■ TASK PROMPT:
Pull every line holding the string "seed" from the records below.

■ DATA EXTRACT:
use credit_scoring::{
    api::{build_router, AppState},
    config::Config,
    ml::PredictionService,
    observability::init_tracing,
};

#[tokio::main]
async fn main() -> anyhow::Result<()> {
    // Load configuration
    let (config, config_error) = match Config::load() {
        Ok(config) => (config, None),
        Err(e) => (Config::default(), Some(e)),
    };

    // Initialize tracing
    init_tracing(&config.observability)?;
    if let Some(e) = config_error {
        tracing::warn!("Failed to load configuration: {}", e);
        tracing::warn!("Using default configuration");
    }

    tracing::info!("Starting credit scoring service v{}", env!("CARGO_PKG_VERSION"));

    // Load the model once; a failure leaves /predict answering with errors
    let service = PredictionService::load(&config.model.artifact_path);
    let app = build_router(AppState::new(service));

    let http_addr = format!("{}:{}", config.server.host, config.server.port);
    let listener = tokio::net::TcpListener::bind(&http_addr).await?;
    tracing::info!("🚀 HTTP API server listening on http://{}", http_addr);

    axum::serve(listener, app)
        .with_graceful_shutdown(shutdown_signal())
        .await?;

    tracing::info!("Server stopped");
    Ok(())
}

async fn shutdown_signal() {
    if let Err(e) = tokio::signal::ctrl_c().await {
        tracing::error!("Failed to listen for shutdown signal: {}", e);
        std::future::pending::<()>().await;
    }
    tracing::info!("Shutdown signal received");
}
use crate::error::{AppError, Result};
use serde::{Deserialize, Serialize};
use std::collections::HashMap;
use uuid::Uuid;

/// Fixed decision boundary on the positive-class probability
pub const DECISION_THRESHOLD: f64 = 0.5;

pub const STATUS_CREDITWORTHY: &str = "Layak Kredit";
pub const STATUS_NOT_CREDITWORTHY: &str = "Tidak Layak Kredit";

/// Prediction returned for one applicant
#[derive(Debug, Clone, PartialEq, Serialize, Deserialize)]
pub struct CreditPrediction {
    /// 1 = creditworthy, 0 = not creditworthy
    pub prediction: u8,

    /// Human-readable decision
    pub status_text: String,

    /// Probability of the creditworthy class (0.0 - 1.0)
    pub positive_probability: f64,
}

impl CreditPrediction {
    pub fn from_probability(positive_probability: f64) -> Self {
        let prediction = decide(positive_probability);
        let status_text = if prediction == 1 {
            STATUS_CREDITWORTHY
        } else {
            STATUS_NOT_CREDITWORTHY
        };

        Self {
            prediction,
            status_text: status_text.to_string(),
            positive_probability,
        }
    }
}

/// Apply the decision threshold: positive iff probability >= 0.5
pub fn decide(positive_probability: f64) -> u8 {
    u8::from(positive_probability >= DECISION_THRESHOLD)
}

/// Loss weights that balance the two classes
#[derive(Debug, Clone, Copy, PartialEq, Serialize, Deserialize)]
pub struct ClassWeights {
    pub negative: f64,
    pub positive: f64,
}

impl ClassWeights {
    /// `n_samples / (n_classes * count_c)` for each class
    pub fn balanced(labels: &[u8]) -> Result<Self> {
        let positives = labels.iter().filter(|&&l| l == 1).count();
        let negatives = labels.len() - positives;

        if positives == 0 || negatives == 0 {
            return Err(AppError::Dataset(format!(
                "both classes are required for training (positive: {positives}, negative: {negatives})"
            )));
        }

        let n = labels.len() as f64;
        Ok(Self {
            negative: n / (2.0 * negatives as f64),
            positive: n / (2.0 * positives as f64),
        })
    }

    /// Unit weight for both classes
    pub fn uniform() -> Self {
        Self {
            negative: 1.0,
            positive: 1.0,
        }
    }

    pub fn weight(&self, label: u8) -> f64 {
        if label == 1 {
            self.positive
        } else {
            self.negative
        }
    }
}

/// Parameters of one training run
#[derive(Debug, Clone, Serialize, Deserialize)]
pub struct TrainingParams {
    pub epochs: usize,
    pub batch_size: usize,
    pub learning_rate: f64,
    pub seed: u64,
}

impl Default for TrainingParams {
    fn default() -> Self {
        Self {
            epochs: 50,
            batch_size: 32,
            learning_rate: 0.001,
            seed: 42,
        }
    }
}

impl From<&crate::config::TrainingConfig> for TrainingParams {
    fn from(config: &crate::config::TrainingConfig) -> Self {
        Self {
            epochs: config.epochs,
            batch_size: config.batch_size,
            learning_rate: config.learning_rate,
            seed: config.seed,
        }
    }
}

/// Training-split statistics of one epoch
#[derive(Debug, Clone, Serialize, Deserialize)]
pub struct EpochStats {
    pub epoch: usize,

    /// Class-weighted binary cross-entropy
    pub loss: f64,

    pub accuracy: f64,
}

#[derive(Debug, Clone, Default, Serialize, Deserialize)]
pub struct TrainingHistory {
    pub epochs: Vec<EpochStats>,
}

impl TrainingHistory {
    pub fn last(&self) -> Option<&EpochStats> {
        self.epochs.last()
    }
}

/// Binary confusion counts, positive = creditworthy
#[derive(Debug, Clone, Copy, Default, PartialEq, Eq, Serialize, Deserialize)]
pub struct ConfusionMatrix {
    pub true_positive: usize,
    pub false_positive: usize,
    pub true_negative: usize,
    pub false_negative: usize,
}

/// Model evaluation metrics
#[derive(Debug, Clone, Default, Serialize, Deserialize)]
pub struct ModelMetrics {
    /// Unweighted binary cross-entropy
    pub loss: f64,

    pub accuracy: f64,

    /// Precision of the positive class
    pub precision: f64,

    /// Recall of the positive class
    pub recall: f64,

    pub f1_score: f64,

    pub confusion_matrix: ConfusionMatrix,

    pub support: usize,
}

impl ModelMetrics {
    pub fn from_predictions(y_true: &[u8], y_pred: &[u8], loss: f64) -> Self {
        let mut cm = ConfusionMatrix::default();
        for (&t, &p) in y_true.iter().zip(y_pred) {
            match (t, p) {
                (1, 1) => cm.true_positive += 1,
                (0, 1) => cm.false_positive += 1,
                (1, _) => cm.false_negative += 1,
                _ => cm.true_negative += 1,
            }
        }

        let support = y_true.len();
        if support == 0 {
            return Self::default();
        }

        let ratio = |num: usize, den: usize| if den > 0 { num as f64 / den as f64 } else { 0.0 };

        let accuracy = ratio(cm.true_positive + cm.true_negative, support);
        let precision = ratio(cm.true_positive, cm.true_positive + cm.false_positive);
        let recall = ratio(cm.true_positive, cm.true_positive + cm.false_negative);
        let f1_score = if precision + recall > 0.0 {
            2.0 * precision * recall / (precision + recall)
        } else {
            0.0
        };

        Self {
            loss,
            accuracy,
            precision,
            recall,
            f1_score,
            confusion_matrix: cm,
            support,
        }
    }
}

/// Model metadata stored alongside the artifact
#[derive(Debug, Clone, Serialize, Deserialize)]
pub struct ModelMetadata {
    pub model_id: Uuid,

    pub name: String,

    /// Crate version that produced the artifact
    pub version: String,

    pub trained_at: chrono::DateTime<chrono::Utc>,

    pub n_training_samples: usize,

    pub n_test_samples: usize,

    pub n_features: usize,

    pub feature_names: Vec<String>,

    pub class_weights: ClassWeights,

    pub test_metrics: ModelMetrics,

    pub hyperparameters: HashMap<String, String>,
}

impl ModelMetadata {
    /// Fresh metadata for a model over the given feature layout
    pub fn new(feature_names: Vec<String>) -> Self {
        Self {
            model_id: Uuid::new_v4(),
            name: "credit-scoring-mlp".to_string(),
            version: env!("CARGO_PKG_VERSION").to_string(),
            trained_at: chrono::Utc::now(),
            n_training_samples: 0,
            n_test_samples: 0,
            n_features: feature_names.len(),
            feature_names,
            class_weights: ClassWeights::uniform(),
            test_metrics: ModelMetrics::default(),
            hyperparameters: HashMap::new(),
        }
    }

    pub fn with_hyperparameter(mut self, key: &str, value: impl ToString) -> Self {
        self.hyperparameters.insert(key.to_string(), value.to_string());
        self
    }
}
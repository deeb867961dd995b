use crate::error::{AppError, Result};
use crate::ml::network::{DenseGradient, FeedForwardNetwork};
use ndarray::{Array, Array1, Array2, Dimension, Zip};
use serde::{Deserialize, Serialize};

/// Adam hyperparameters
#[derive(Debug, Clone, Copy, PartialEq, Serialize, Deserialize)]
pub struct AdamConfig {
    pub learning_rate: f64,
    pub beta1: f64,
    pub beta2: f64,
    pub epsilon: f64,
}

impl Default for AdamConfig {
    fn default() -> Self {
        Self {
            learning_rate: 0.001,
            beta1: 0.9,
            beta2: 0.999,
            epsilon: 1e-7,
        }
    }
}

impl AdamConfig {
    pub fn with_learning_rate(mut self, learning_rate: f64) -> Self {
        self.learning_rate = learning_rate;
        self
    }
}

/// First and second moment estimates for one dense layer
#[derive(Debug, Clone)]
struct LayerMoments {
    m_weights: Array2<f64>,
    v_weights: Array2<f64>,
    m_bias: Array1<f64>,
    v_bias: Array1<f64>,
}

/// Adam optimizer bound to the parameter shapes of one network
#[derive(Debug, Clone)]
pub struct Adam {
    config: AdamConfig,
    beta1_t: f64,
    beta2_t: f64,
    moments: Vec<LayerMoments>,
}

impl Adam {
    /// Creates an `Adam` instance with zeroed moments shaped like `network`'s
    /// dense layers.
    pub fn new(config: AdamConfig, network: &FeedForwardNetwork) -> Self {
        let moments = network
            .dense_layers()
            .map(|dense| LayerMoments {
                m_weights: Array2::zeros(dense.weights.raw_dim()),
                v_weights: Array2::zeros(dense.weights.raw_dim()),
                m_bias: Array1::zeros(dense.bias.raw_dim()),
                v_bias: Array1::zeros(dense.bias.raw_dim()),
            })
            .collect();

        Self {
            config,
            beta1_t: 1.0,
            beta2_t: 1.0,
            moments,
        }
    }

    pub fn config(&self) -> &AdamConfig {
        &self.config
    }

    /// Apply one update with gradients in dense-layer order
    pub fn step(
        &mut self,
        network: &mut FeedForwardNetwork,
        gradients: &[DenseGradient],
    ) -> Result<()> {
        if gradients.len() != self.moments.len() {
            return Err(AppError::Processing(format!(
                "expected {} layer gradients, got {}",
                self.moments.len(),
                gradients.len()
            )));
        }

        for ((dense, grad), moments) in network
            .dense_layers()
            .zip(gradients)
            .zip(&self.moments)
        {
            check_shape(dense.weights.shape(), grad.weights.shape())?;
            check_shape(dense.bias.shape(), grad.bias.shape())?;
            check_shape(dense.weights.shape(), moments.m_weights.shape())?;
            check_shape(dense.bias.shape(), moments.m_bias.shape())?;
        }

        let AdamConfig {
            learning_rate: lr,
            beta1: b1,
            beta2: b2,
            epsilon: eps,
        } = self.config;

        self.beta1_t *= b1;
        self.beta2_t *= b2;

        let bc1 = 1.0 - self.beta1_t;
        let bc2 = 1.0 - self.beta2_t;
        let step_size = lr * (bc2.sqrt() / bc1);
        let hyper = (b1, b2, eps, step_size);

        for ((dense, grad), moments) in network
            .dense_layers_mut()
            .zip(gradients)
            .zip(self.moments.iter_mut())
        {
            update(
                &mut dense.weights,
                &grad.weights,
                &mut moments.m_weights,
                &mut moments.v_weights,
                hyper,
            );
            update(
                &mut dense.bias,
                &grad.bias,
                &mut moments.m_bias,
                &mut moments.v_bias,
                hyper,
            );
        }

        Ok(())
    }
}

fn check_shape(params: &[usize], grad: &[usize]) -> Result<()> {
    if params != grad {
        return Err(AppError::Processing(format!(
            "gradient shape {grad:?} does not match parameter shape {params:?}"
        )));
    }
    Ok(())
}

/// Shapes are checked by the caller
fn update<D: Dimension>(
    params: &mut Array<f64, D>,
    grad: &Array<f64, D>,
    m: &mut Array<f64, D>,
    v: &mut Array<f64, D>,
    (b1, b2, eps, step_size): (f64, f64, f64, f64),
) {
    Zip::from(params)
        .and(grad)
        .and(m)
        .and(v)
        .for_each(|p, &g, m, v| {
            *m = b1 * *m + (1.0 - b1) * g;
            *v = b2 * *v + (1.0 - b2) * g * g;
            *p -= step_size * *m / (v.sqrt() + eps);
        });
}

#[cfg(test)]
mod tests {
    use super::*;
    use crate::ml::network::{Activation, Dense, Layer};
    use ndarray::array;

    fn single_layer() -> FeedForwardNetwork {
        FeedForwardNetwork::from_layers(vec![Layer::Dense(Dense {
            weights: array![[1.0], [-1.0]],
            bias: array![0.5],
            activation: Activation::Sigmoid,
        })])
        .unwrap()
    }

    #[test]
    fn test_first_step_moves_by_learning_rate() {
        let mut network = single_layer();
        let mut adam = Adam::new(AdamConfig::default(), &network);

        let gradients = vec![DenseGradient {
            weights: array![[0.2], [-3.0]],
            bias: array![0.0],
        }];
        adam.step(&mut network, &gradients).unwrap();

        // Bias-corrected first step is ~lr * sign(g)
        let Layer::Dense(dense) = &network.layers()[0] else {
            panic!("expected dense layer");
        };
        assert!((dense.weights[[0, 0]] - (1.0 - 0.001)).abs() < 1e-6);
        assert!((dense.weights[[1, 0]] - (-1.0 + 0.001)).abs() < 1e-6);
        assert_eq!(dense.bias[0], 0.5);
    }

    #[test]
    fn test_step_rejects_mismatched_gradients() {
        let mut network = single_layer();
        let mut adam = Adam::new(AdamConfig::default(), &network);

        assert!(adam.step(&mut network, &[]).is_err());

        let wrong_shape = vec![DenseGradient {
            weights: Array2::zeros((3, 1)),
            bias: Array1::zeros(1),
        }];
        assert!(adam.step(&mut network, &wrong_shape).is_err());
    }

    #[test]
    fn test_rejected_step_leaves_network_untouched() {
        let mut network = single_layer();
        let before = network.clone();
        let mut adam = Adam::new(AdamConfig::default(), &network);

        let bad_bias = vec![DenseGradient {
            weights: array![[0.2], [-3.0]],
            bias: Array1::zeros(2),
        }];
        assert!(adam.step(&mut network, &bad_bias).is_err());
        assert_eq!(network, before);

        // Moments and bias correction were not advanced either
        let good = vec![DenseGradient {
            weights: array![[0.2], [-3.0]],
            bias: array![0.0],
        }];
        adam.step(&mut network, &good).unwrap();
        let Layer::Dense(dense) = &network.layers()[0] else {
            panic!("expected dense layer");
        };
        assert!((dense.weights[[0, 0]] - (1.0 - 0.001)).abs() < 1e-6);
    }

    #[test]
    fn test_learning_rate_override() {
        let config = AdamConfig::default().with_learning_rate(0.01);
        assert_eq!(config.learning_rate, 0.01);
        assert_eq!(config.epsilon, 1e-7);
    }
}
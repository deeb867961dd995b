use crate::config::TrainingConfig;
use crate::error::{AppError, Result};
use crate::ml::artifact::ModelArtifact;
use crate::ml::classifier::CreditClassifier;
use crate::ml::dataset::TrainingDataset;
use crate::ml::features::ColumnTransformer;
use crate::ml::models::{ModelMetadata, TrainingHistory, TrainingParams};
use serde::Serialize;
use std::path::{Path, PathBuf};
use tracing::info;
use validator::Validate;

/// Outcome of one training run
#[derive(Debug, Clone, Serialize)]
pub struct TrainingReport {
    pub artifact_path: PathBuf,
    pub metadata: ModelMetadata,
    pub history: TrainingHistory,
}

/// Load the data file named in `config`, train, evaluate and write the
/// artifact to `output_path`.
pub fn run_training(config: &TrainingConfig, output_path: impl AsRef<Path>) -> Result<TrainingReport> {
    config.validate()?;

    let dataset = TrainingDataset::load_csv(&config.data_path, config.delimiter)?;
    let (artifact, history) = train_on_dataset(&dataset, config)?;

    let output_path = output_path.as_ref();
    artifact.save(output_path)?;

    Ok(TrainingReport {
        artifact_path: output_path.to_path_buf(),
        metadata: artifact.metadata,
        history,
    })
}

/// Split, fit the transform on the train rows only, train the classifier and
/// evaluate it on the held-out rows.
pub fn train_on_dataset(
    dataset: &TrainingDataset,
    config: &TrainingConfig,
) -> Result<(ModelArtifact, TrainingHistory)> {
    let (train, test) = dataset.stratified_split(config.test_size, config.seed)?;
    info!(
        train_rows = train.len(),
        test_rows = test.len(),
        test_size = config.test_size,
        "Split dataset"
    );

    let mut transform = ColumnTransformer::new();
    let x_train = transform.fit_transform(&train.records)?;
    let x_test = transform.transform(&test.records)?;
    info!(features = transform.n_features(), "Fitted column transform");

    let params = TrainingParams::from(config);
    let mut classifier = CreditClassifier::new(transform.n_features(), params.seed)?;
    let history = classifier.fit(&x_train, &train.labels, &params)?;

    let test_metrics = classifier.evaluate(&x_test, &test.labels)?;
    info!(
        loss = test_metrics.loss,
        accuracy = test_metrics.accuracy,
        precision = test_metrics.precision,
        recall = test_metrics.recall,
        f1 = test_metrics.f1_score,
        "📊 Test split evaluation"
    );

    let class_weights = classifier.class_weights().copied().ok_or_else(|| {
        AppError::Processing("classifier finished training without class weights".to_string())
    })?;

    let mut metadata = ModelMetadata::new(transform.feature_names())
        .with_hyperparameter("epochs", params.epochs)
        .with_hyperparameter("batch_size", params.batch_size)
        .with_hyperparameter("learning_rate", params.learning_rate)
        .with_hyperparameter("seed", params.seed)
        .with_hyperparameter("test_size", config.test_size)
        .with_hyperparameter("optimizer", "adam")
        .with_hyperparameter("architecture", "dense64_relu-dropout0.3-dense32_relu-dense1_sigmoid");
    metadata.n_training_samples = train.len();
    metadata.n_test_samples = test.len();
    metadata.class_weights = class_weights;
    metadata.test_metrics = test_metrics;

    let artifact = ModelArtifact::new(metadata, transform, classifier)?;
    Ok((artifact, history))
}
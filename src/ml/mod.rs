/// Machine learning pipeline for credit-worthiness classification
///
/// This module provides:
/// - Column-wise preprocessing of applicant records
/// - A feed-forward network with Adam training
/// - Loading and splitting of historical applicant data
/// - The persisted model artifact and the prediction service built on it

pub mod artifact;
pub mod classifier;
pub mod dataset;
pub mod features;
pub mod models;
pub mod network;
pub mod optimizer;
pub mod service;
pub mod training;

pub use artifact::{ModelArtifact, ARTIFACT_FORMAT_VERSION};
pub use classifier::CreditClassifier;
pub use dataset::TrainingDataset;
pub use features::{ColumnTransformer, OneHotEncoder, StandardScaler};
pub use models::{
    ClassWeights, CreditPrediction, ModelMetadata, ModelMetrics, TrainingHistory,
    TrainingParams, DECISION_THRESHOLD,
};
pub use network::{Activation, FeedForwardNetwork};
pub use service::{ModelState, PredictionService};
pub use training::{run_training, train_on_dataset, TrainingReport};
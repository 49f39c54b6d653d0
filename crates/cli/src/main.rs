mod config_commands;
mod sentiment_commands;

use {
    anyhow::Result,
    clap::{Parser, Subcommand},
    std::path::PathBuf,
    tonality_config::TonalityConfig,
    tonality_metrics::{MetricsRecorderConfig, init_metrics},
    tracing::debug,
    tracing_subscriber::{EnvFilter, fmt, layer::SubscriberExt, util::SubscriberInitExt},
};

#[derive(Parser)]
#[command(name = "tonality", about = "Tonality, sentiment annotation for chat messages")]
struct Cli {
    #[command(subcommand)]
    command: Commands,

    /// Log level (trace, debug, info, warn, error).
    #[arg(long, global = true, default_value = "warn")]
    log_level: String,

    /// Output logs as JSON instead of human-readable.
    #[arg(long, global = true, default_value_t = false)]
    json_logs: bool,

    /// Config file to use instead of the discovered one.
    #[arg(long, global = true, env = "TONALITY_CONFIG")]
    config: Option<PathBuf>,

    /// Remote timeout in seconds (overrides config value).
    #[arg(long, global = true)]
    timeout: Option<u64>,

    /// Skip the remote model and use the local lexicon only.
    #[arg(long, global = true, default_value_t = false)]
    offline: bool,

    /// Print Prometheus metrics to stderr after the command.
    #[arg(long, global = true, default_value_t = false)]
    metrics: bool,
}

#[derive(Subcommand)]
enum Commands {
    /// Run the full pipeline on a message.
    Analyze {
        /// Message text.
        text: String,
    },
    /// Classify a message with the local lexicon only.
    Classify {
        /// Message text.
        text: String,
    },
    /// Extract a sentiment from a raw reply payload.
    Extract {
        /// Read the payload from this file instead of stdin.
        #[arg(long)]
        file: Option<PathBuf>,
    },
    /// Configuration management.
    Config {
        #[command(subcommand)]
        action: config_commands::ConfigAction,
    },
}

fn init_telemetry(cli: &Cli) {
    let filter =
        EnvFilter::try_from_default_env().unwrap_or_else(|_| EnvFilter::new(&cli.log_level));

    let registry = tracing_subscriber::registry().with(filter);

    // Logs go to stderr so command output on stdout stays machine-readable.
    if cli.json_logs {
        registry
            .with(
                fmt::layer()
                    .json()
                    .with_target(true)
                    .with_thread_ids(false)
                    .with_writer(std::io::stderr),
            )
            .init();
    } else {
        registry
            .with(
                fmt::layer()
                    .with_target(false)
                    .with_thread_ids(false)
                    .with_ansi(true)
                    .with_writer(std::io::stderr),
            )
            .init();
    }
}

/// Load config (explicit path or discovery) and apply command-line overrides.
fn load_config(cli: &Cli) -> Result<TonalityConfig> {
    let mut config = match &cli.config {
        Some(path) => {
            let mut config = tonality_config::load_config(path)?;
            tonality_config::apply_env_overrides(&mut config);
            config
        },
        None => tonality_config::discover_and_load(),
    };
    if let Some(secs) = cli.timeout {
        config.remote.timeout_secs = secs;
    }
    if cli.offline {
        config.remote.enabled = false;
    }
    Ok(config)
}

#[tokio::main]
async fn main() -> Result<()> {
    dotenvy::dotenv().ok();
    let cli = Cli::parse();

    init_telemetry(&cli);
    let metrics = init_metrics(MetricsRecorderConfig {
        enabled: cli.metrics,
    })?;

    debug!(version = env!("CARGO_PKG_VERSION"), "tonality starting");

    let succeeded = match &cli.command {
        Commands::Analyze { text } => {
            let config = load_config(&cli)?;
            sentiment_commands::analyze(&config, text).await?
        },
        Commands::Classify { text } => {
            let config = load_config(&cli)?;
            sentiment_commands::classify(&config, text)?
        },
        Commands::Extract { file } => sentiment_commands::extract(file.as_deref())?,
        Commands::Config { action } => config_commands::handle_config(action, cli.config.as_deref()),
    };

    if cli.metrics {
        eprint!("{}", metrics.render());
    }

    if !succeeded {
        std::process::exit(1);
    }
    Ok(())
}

■ EXERCISE RESPONSE:
    pub seed: u64,
            seed: 42,
            seed: config.seed,
    let (train, test) = dataset.stratified_split(config.test_size, config.seed)?;
    let mut classifier = CreditClassifier::new(transform.n_features(), params.seed)?;
        .with_hyperparameter("seed", params.seed)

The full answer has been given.